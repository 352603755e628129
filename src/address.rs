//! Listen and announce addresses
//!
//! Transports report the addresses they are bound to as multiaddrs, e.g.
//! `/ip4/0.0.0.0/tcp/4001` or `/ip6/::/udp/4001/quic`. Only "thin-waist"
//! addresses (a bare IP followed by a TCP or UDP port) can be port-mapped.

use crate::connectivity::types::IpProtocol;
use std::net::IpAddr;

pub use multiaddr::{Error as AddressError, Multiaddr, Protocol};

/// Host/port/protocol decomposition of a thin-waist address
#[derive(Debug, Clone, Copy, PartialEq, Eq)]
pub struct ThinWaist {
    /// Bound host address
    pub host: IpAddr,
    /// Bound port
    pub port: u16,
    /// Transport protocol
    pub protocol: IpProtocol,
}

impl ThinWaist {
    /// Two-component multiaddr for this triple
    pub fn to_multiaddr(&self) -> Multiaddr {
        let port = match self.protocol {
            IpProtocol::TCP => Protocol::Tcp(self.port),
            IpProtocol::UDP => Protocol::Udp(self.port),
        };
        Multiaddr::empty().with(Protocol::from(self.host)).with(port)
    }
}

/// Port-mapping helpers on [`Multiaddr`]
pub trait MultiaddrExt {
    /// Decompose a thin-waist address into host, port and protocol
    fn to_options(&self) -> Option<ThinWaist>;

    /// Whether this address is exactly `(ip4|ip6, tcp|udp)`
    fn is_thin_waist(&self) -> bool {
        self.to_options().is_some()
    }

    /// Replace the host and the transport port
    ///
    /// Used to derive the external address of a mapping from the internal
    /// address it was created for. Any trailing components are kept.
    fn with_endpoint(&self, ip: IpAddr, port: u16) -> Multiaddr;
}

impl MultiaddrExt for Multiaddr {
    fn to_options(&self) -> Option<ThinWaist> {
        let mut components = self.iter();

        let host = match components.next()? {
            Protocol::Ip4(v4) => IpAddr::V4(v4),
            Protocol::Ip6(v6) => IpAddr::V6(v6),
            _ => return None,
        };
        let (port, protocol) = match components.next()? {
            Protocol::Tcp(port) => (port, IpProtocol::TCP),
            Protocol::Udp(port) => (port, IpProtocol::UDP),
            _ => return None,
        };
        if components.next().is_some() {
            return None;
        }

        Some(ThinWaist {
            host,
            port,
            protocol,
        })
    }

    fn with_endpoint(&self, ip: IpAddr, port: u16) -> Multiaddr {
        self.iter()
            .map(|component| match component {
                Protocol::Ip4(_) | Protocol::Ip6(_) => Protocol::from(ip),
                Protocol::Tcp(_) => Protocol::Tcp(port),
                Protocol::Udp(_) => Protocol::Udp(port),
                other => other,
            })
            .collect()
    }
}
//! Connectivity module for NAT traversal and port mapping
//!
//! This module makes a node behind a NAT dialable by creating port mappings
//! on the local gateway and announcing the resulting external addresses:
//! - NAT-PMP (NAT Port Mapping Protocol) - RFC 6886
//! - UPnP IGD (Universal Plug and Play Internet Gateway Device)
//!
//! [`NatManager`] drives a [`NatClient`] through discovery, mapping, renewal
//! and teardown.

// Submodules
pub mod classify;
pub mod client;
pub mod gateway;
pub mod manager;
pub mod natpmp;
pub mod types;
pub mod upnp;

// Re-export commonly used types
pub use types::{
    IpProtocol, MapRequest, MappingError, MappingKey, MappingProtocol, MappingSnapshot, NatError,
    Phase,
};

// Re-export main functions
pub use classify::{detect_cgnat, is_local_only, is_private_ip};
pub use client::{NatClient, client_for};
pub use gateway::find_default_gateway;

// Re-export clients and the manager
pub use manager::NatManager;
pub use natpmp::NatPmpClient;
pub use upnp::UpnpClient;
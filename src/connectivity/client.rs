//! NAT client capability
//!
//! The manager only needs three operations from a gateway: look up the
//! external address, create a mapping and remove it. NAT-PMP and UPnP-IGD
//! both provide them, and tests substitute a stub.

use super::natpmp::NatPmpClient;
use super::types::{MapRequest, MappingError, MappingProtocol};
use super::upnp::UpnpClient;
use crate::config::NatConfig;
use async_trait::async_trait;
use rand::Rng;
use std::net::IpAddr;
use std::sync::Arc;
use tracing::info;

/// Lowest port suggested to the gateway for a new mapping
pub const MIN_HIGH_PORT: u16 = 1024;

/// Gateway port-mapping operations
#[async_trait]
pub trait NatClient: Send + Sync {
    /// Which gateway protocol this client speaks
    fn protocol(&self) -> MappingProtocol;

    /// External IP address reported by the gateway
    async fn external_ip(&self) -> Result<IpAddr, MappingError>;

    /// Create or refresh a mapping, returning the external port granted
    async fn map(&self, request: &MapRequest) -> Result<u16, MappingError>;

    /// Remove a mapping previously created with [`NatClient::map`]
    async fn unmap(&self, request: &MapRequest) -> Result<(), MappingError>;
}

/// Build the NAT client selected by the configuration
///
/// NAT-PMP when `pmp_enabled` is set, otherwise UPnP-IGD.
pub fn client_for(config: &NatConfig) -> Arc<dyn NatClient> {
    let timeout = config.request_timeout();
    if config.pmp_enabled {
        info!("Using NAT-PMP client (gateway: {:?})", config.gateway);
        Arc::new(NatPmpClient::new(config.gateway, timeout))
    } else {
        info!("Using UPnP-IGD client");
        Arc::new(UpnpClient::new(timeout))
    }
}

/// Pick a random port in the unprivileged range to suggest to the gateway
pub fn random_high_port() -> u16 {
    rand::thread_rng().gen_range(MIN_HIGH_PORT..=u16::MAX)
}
○ ○ ○ ○
* _WORK ORDER_: Of the lines above, retype only those from the line containing "pub mod natpmp;" through the line containing "filename src/connectivity/client.rs", including both, exactly.

* _OUTPUT BELOW_:
pub mod natpmp;
pub mod types;
pub mod upnp;

// Re-export commonly used types
pub use types::{
    IpProtocol, MapRequest, MappingError, MappingKey, MappingProtocol, MappingSnapshot, NatError,
    Phase,
};

// Re-export main functions
pub use classify::{detect_cgnat, is_local_only, is_private_ip};
pub use client::{NatClient, client_for};
pub use gateway::find_default_gateway;

// Re-export clients and the manager
pub use manager::NatManager;
pub use natpmp::NatPmpClient;
pub use upnp::UpnpClient;
filename src/connectivity/client.rs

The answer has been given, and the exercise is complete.